> Assignment:
Among the entries below, only the lines starting at the one with "bytes[index] = *byte;" and ending at the one with "fn fmt(&self, f: &mut", both included, are to be printed exactly.

Stored data

- - - - -

//! Prometheus metrics for catchups, distributors and retries.
//!
//! Components record through the small recorder types below
//! ([`CatchupMetrics`], [`DistributorMetrics`], [`RetryMetrics`]). Nothing is
//! exported until a recorder is installed, which [`MetricsExporter::install`]
//! does with the Prometheus exporter. Serving the rendered text is left to
//! the host application's HTTP surface.
//!
//! # Example
//!
//! ```rust,no_run
//! use alluvial_runtime::metrics::MetricsExporter;
//!
//! # fn example() -> Result<(), Box<dyn std::error::Error>> {
//! let mut exporter = MetricsExporter::new();
//! exporter.install()?;
//!
//! if let Some(text) = exporter.render() {
//!     println!("{text}");
//! }
//! # Ok(())
//! # }
//! ```

use metrics::{describe_counter, describe_gauge, describe_histogram};
use metrics_exporter_prometheus::{Matcher, PrometheusBuilder, PrometheusHandle};
use std::time::Duration;
use thiserror::Error;

// Re-export metrics macros for use in other modules
pub use metrics::{counter, gauge, histogram};

/// Errors from metrics operations.
#[derive(Error, Debug)]
pub enum MetricsError {
    /// Failed to build metrics exporter
    #[error("Failed to build metrics exporter: {0}")]
    Build(String),
    /// Failed to install metrics exporter
    #[error("Failed to install metrics exporter: {0}")]
    Install(String),
}

/// Prometheus metrics exporter.
///
/// Installs the global recorder and renders the Prometheus text format.
#[derive(Default)]
pub struct MetricsExporter {
    handle: Option<PrometheusHandle>,
}

impl MetricsExporter {
    /// An exporter that has not installed a recorder yet.
    #[must_use]
    pub const fn new() -> Self {
        Self { handle: None }
    }

    /// Register metric descriptions and install the Prometheus recorder.
    ///
    /// # Errors
    ///
    /// Returns [`MetricsError`] if the exporter cannot be built or installed.
    /// An already installed recorder is not an error.
    pub fn install(&mut self) -> Result<(), MetricsError> {
        let builder = PrometheusBuilder::new()
            .set_buckets_for_metric(
                Matcher::Suffix("duration_seconds".to_string()),
                &[0.001, 0.005, 0.01, 0.025, 0.05, 0.1, 0.25, 0.5, 1.0, 2.5, 5.0, 10.0],
            )
            .map_err(|e| MetricsError::Build(e.to_string()))?;

        match builder.install_recorder() {
            Ok(handle) => {
                self.handle = Some(handle);
                register_metrics();
                tracing::info!("Metrics recorder installed");
                Ok(())
            }
            Err(e) => {
                let message = e.to_string();
                if message.contains("already") {
                    tracing::warn!("Metrics recorder already installed, skipping");
                    Ok(())
                } else {
                    Err(MetricsError::Install(message))
                }
            }
        }
    }

    /// Get the metrics handle for rendering.
    #[must_use]
    pub const fn handle(&self) -> Option<&PrometheusHandle> {
        self.handle.as_ref()
    }

    /// Render current metrics in Prometheus format.
    ///
    /// Returns `None` if this exporter did not install the recorder.
    #[must_use]
    pub fn render(&self) -> Option<String> {
        self.handle.as_ref().map(PrometheusHandle::render)
    }
}

/// Register all metric descriptions.
fn register_metrics() {
    // Catchup
    describe_counter!("catchup_batches_total", "Batches fetched by catchups");
    describe_counter!(
        "catchup_items_applied_total",
        "Items applied to projections by catchups"
    );
    describe_counter!(
        "catchup_aggregation_errors_total",
        "Aggregation failures, handled or not"
    );
    describe_histogram!(
        "catchup_batch_duration_seconds",
        "Time taken to fetch and apply one batch"
    );

    // Distributor
    describe_counter!("distributor_leases_granted_total", "Leases granted to receivers");
    describe_counter!(
        "distributor_leases_expired_total",
        "Leases that expired before their receiver finished"
    );
    describe_counter!(
        "distributor_receiver_errors_total",
        "Receiver callbacks that failed or panicked"
    );
    describe_counter!(
        "distributor_broker_errors_total",
        "Lease broker acquire or release failures"
    );
    describe_gauge!("distributor_active_leases", "Leases currently held");

    // Retry
    describe_counter!("retry_attempts_total", "Retry attempts");
    describe_counter!("retry_successes_total", "Operations that succeeded after retrying");
    describe_counter!("retry_exhausted_total", "Operations that exhausted their retries");
}

fn as_count(items: usize) -> u64 {
    u64::try_from(items).unwrap_or(u64::MAX)
}

/// Catchup metrics recorder.
pub struct CatchupMetrics;

impl CatchupMetrics {
    /// Record a fetched batch and how many items were applied from it.
    pub fn record_batch(applied: usize, duration: Duration) {
        counter!("catchup_batches_total").increment(1);
        counter!("catchup_items_applied_total").increment(as_count(applied));
        histogram!("catchup_batch_duration_seconds").record(duration.as_secs_f64());
    }

    /// Record an aggregation failure.
    pub fn record_aggregation_error() {
        counter!("catchup_aggregation_errors_total").increment(1);
    }
}

/// Distributor metrics recorder.
pub struct DistributorMetrics;

impl DistributorMetrics {
    /// Record a granted lease.
    pub fn record_granted() {
        counter!("distributor_leases_granted_total").increment(1);
    }

    /// Record a lease that expired while its receiver was still running.
    pub fn record_expired() {
        counter!("distributor_leases_expired_total").increment(1);
    }

    /// Record a failed receiver.
    pub fn record_receiver_error() {
        counter!("distributor_receiver_errors_total").increment(1);
    }

    /// Record a broker failure.
    pub fn record_broker_error() {
        counter!("distributor_broker_errors_total").increment(1);
    }

    /// Record the number of leases currently held.
    #[allow(clippy::cast_precision_loss)]
    pub fn record_active(active: usize) {
        gauge!("distributor_active_leases").set(active as f64);
    }
}

/// Retry metrics recorder.
pub struct RetryMetrics;

impl RetryMetrics {
    /// Record a retry attempt.
    pub fn record_attempt() {
        counter!("retry_attempts_total").increment(1);
    }

    /// Record a successful retry.
    pub fn record_success() {
        counter!("retry_successes_total").increment(1);
    }

    /// Record exhausted retries.
    pub fn record_exhausted() {
        counter!("retry_exhausted_total").increment(1);
    }
}

#[cfg(test)]
#[allow(clippy::unwrap_used)]
mod tests {
    use super::*;

    #[test]
    fn exporter_starts_without_a_handle() {
        let exporter = MetricsExporter::new();
        assert!(exporter.handle().is_none());
        assert!(exporter.render().is_none());
    }

    #[test]
    fn renders_recorded_metrics() {
        let mut exporter = MetricsExporter::new();
        exporter.install().unwrap();

        CatchupMetrics::record_batch(3, Duration::from_millis(20));
        CatchupMetrics::record_aggregation_error();
        DistributorMetrics::record_granted();
        DistributorMetrics::record_active(2);

        // another test in this binary may have installed the recorder first
        if let Some(rendered) = exporter.render() {
            assert!(rendered.contains("catchup_batches_total"));
            assert!(rendered.contains("catchup_items_applied_total"));
            assert!(rendered.contains("distributor_leases_granted_total"));
            assert!(rendered.contains("distributor_active_leases"));
        }
    }
}
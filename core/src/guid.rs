//! Order-preserving mapping between GUIDs and 128-bit integers.
//!
//! SQL Server sorts `uniqueidentifier` values by byte group, starting with the
//! trailing six "node" bytes and ending with the first group. To partition a
//! GUID key space so that partitions line up with index ranges in the
//! database, GUIDs are mapped onto integers in that same order.
//!
//! The signed mapping ([`to_big_integer`]) places GUIDs whose most significant
//! byte has the high bit set below zero. [`sortify`] shifts those values above
//! every non-negative one, producing an unsigned value whose natural order is
//! the database order; [`unsortify`] reverses it.

use serde::{Deserialize, Serialize};
use std::cmp::Ordering;
use std::fmt;
use uuid::Uuid;

/// Indices into the RFC 4122 byte layout, from most to least significant in
/// database sort order.
const SIGNIFICANCE: [usize; 16] = [10, 11, 12, 13, 14, 15, 8, 9, 7, 6, 5, 4, 3, 2, 1, 0];

/// Map a GUID to a signed integer in database sort order.
#[must_use]
pub fn to_big_integer(guid: &Uuid) -> i128 {
    let bytes = guid.as_bytes();
    let mut ordered = [0_u8; 16];
    for (slot, index) in ordered.iter_mut().zip(SIGNIFICANCE) {
        *slot = bytes[index];
    }
    i128::from_be_bytes(ordered)
}

/// Inverse of [`to_big_integer`].
#[must_use]
pub fn to_guid(value: i128) -> Uuid {
    let ordered = value.to_be_bytes();
    let mut bytes = [0_u8; 16];
    for (byte, index) in ordered.iter().zip(SIGNIFICANCE) {
        bytes[index] = *byte;
    }
    Uuid::from_bytes(bytes)
}

/// Shift negative values above all non-negative ones (wraparound at 2^127).
#[must_use]
pub const fn sortify(value: i128) -> u128 {
    u128::from_be_bytes(value.to_be_bytes())
}

/// Inverse of [`sortify`].
#[must_use]
pub const fn unsortify(value: u128) -> i128 {
    i128::from_be_bytes(value.to_be_bytes())
}

/// Map a GUID to an unsigned integer whose natural order is database order.
#[must_use]
pub fn to_ordinal(guid: &Uuid) -> u128 {
    sortify(to_big_integer(guid))
}

/// Inverse of [`to_ordinal`].
#[must_use]
pub fn from_ordinal(ordinal: u128) -> Uuid {
    to_guid(unsortify(ordinal))
}

/// Compare two GUIDs the way the database orders them.
#[must_use]
pub fn database_order(a: &Uuid, b: &Uuid) -> Ordering {
    to_ordinal(a).cmp(&to_ordinal(b))
}

/// A GUID ordered the way the database orders it.
///
/// Use this as the bound type of GUID range partitions so that membership
/// tests agree with the database's index order.
#[derive(Clone, Copy, Debug, PartialEq, Eq, Hash, Serialize, Deserialize)]
pub struct SqlGuid(pub Uuid);

impl SqlGuid {
    /// The smallest GUID in database order.
    pub const MIN: Self = Self(Uuid::nil());

    /// The largest GUID in database order.
    pub const MAX: Self = Self(Uuid::from_u128(u128::MAX));

    /// The wrapped GUID.
    #[must_use]
    pub const fn into_inner(self) -> Uuid {
        self.0
    }
}

impl Ord for SqlGuid {
    fn cmp(&self, other: &Self) -> Ordering {
        database_order(&self.0, &other.0)
    }
}

impl PartialOrd for SqlGuid {
    fn partial_cmp(&self, other: &Self) -> Option<Ordering> {
        Some(self.cmp(other))
    }
}

impl From<Uuid> for SqlGuid {
    fn from(value: Uuid) -> Self {
        Self(value)
    }
}

impl fmt::Display for SqlGuid {
    fn fmt(&self, f: &mut fmt::Formatter<'_>) -> fmt::Result {
        fmt::Display::fmt(&self.0, f)
    }
}
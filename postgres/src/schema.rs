//! Tables used by the `PostgreSQL` adapters.
//!
//! [`migrate`] creates them if they do not exist. Every statement is
//! idempotent, so calling it on every start is fine.

use sqlx::PgPool;

/// Leasable resources, one row per resource per pool.
pub const LEASES_TABLE: &str = r"
CREATE TABLE IF NOT EXISTS alluvial_leases (
    ordinal BIGSERIAL,
    pool TEXT NOT NULL,
    resource_name TEXT NOT NULL,
    resource BYTEA NOT NULL,
    lease_last_granted TIMESTAMPTZ,
    lease_last_released TIMESTAMPTZ,
    lease_expires TIMESTAMPTZ,
    token UUID,
    PRIMARY KEY (pool, resource_name)
)
";

/// Projection values with their cursors, keyed by projection and stream.
pub const PROJECTIONS_TABLE: &str = r"
CREATE TABLE IF NOT EXISTS alluvial_projections (
    projection TEXT NOT NULL,
    key TEXT NOT NULL,
    value BYTEA NOT NULL,
    cursor BYTEA NOT NULL,
    updated_at TIMESTAMPTZ NOT NULL DEFAULT now(),
    PRIMARY KEY (projection, key)
)
";

/// Named cursors.
pub const CURSORS_TABLE: &str = r"
CREATE TABLE IF NOT EXISTS alluvial_cursors (
    name TEXT PRIMARY KEY,
    cursor BYTEA NOT NULL,
    updated_at TIMESTAMPTZ NOT NULL DEFAULT now()
)
";

const LEASES_INDEX: &str = r"
CREATE INDEX IF NOT EXISTS idx_alluvial_leases_released
    ON alluvial_leases (pool, lease_last_released NULLS FIRST, ordinal)
";

/// Create the lease, projection and cursor tables.
///
/// # Errors
///
/// Returns the database error if any statement fails.
pub async fn migrate(pool: &PgPool) -> Result<(), sqlx::Error> {
    let mut tx = pool.begin().await?;
    for statement in [LEASES_TABLE, LEASES_INDEX, PROJECTIONS_TABLE, CURSORS_TABLE] {
        sqlx::query(statement).execute(&mut *tx).await?;
    }
    tx.commit().await?;

    tracing::info!("Alluvial schema is up to date");
    Ok(())
}
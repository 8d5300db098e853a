//! # Alluvial Testing
//!
//! Fixtures for testing catchups and distributors.
//!
//! This crate provides:
//! - Deterministic clocks ([`FixedClock`], [`ManualClock`])
//! - An in-memory event log with per-aggregate streams and a global index
//!   stream ([`InMemoryEventLog`])
//! - Aggregators that record what they were given
//! - [`init_tracing`] for readable test output
//!
//! ## Example
//!
//! ```
//! use alluvial_core::stream::{Query, Stream};
//! use alluvial_testing::InMemoryEventLog;
//!
//! # tokio_test::block_on(async {
//! let log = InMemoryEventLog::new();
//! log.append("account-1", 100_i64);
//! log.append("account-1", -30);
//!
//! let stream = log.aggregate_stream("account-1");
//! let mut query = Query::new(stream.new_cursor());
//! let batch = stream.fetch(&mut query).await.unwrap();
//! assert_eq!(batch.len(), 2);
//! assert_eq!(query.cursor().position(), Some(&2));
//! # });
//! ```

use alluvial_core::environment::Clock;
use chrono::{DateTime, TimeDelta, Utc};
use std::sync::{Mutex, PoisonError};

pub mod aggregators;
pub mod event_log;

pub use aggregators::{CountingAggregator, RecordingAggregator};
pub use event_log::{Event, InMemoryEventLog};

/// Mock implementations of Environment traits.
pub mod mocks {
    use super::{Clock, DateTime, Mutex, PoisonError, TimeDelta, Utc};

    /// Fixed clock for deterministic tests
    ///
    /// Always returns the same time.
    ///
    /// # Example
    ///
    /// ```
    /// use alluvial_testing::mocks::FixedClock;
    /// use alluvial_core::environment::Clock;
    /// use chrono::Utc;
    ///
    /// let clock = FixedClock::new(Utc::now());
    /// assert_eq!(clock.now(), clock.now());
    /// ```
    #[derive(Debug, Clone)]
    pub struct FixedClock {
        time: DateTime<Utc>,
    }

    impl FixedClock {
        /// Create a new fixed clock with the given time
        #[must_use]
        pub const fn new(time: DateTime<Utc>) -> Self {
            Self { time }
        }
    }

    impl Clock for FixedClock {
        fn now(&self) -> DateTime<Utc> {
            self.time
        }
    }

    /// A clock that only moves when told to.
    ///
    /// ```
    /// use alluvial_testing::mocks::ManualClock;
    /// use alluvial_core::environment::Clock;
    /// use chrono::TimeDelta;
    ///
    /// let clock = ManualClock::default();
    /// let start = clock.now();
    /// clock.advance(TimeDelta::seconds(5));
    /// assert_eq!(clock.now() - start, TimeDelta::seconds(5));
    /// ```
    #[derive(Debug)]
    pub struct ManualClock {
        time: Mutex<DateTime<Utc>>,
    }

    impl ManualClock {
        /// A clock reading `time` until advanced.
        #[must_use]
        pub const fn new(time: DateTime<Utc>) -> Self {
            Self {
                time: Mutex::new(time),
            }
        }

        /// Move the clock forward by `by`.
        pub fn advance(&self, by: TimeDelta) {
            let mut time = self.time.lock().unwrap_or_else(PoisonError::into_inner);
            *time += by;
        }

        /// Jump to `time`.
        pub fn set(&self, time: DateTime<Utc>) {
            *self.time.lock().unwrap_or_else(PoisonError::into_inner) = time;
        }
    }

    impl Default for ManualClock {
        fn default() -> Self {
            Self::new(test_time())
        }
    }

    impl Clock for ManualClock {
        fn now(&self) -> DateTime<Utc> {
            *self.time.lock().unwrap_or_else(PoisonError::into_inner)
        }
    }

    /// 2025-01-01 00:00:00 UTC.
    #[must_use]
    pub fn test_time() -> DateTime<Utc> {
        DateTime::<Utc>::from_timestamp(1_735_689_600, 0).unwrap_or(DateTime::<Utc>::UNIX_EPOCH)
    }

    /// Create a default fixed clock for tests (2025-01-01 00:00:00 UTC)
    #[must_use]
    pub fn test_clock() -> FixedClock {
        FixedClock::new(test_time())
    }
}

/// Install a `tracing` subscriber writing to the test harness.
///
/// Filtering follows `RUST_LOG`, defaulting to `warn`. Safe to call from
/// every test; only the first call installs anything.
pub fn init_tracing() {
    use tracing_subscriber::EnvFilter;

    let filter = EnvFilter::try_from_default_env().unwrap_or_else(|_| EnvFilter::new("warn"));
    // another test may have installed one already
    let _ = tracing_subscriber::fmt()
        .with_env_filter(filter)
        .with_test_writer()
        .try_init();
}

// Re-export commonly used items
pub use mocks::{FixedClock, ManualClock, test_clock};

- - - - -

> Task result:
        bytes[index] = *byte;
    }
    Uuid::from_bytes(bytes)
}

/// Shift negative values above all non-negative ones (wraparound at 2^127).
#[must_use]
pub const fn sortify(value: i128) -> u128 {
    u128::from_be_bytes(value.to_be_bytes())
}

/// Inverse of [`sortify`].
#[must_use]
pub const fn unsortify(value: u128) -> i128 {
    i128::from_be_bytes(value.to_be_bytes())
}

/// Map a GUID to an unsigned integer whose natural order is database order.
#[must_use]
pub fn to_ordinal(guid: &Uuid) -> u128 {
    sortify(to_big_integer(guid))
}

/// Inverse of [`to_ordinal`].
#[must_use]
pub fn from_ordinal(ordinal: u128) -> Uuid {
    to_guid(unsortify(ordinal))
}

/// Compare two GUIDs the way the database orders them.
#[must_use]
pub fn database_order(a: &Uuid, b: &Uuid) -> Ordering {
    to_ordinal(a).cmp(&to_ordinal(b))
}

/// A GUID ordered the way the database orders it.
///
/// Use this as the bound type of GUID range partitions so that membership
/// tests agree with the database's index order.
#[derive(Clone, Copy, Debug, PartialEq, Eq, Hash, Serialize, Deserialize)]
pub struct SqlGuid(pub Uuid);

impl SqlGuid {
    /// The smallest GUID in database order.
    pub const MIN: Self = Self(Uuid::nil());

    /// The largest GUID in database order.
    pub const MAX: Self = Self(Uuid::from_u128(u128::MAX));

    /// The wrapped GUID.
    #[must_use]
    pub const fn into_inner(self) -> Uuid {
        self.0
    }
}

impl Ord for SqlGuid {
    fn cmp(&self, other: &Self) -> Ordering {
        database_order(&self.0, &other.0)
    }
}

impl PartialOrd for SqlGuid {
    fn partial_cmp(&self, other: &Self) -> Option<Ordering> {
        Some(self.cmp(other))
    }
}

impl From<Uuid> for SqlGuid {
    fn from(value: Uuid) -> Self {
        Self(value)
    }
}

impl fmt::Display for SqlGuid {
    fn fmt(&self, f: &mut fmt::Formatter<'_>) -> fmt::Result {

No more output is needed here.